Zaydan recalls seeing hundreds of dead people before falling unconscious himself as he tried to help victims. He was blinded for days. “It was like the end of days.”

“I don’t know what happened to the child I was holding at the time,” said Zaydan. Seven members of his family were killed. One of his cousins, presumed dead, was being prepared for burial when it was discovered he was still alive.

“We have not forgotten this thing. It cannot be forgotten, when you see hundreds of people dying, it’s a scene that cannot possibly be forgotten,” he said. “You walk through a district, you remember that here an entire family died, or here an entire district died.”

VINEGAR BY HIS SIDE

Abu Ghassan in Ain Tarma also lives with the constant fear of another strike.

He says he was saved only by his military training, covering his face with a wet shirt when he first sense the poison, while none of the friends he was with survived. Since then, he has always kept cloth and vinegar to hand in case of another attack.

Pieces of a rocket that bore the poison still litter the rubble-strewn floor of the apartment that it struck. Some parts were taken by U.N. inspectors, but the rest was kept in case it can one day be used in a war crimes tribunal, Abu Ghassan said.

Residents have returned to live in most of the apartment block. Abu Ghassan remembers returning home to the sight of dead birds and chickens in the street by the house.

Today, Syrian government forces are in a much stronger position than they were four years ago, and the opposition-held areas are even more vulnerable. The western Ghouta, where one of the strikes hit, is now under government control.

The eastern Ghouta, where two towns were hit, has been effectively under siege for years and more vulnerable than ever, say doctors, who have never been able to replenish supplies of atropine, the medicine used to treat nerve gas patients.

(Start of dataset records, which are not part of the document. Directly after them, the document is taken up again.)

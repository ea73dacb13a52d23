//! Application state shared across handlers

use std::{fmt, sync::Arc};

use application::{ClipStorePort, TurnController};
use infrastructure::TelephonyConfig;

use crate::handlers::metrics::MetricsCollector;

/// Shared application state
#[derive(Clone)]
pub struct AppState {
    /// Turn state machine for every live call
    pub controller: Arc<TurnController>,
    /// Synthesized clips served on `/audio/{clip_id}`
    pub clips: Arc<dyn ClipStorePort>,
    /// Webhook secret, signature settings and public URL
    pub telephony: Arc<TelephonyConfig>,
    pub metrics: Arc<MetricsCollector>,
}

impl AppState {
    pub fn new(
        controller: TurnController,
        clips: Arc<dyn ClipStorePort>,
        telephony: TelephonyConfig,
    ) -> Self {
        Self {
            controller: Arc::new(controller),
            clips,
            telephony: Arc::new(telephony),
            metrics: Arc::new(MetricsCollector::new()),
        }
    }
}

impl fmt::Debug for AppState {
    fn fmt(&self, f: &mut fmt::Formatter<'_>) -> fmt::Result {
        f.debug_struct("AppState")
            .field("controller", &self.controller)
            .field("telephony", &self.telephony)
            .finish_non_exhaustive()
    }
}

“After the massacre in Khan Sheikhoun, it’s like the Ghouta is on high alert. We feel as though we are next,” said Abu Ibrahim Baker, a surgeon who treated victims of the attack four years ago at two hospitals.

“If God forbid a massacre happens like the 2013 one, there will be three or four times the deaths, because we no longer have as much atropine or capacities to resist at all.”

Hammam Daoud, a doctor who was in western Ghouta during the 2013 attack, said he was immediately struck on seeing the images last week of bodies gone limp and patients foaming at the mouth.

“The pictures we saw from Khan Sheikhoun were similar to what we saw. The pictures of the victims, the symptoms were almost identical,” said Daoud, speaking from Turkey, where he moved a few months ago as part of a negotiated withdrawal that gave Assad’s opponents safe passage out of the area.

“It is hard to talk about, it was greater than anything you expect. Medically, the thoracic symptoms did not cease, no one was 100 percent better, and we were unable to treat them well, because we had no tools,” he said in a phone interview.

Seeing footage from Khan Sheikhoun, he said he felt “the same level of despair”.

“This despair will not leave us. The helplessness you feel because of these cases, it is unmatched,” he said. “I lost hope in everything.”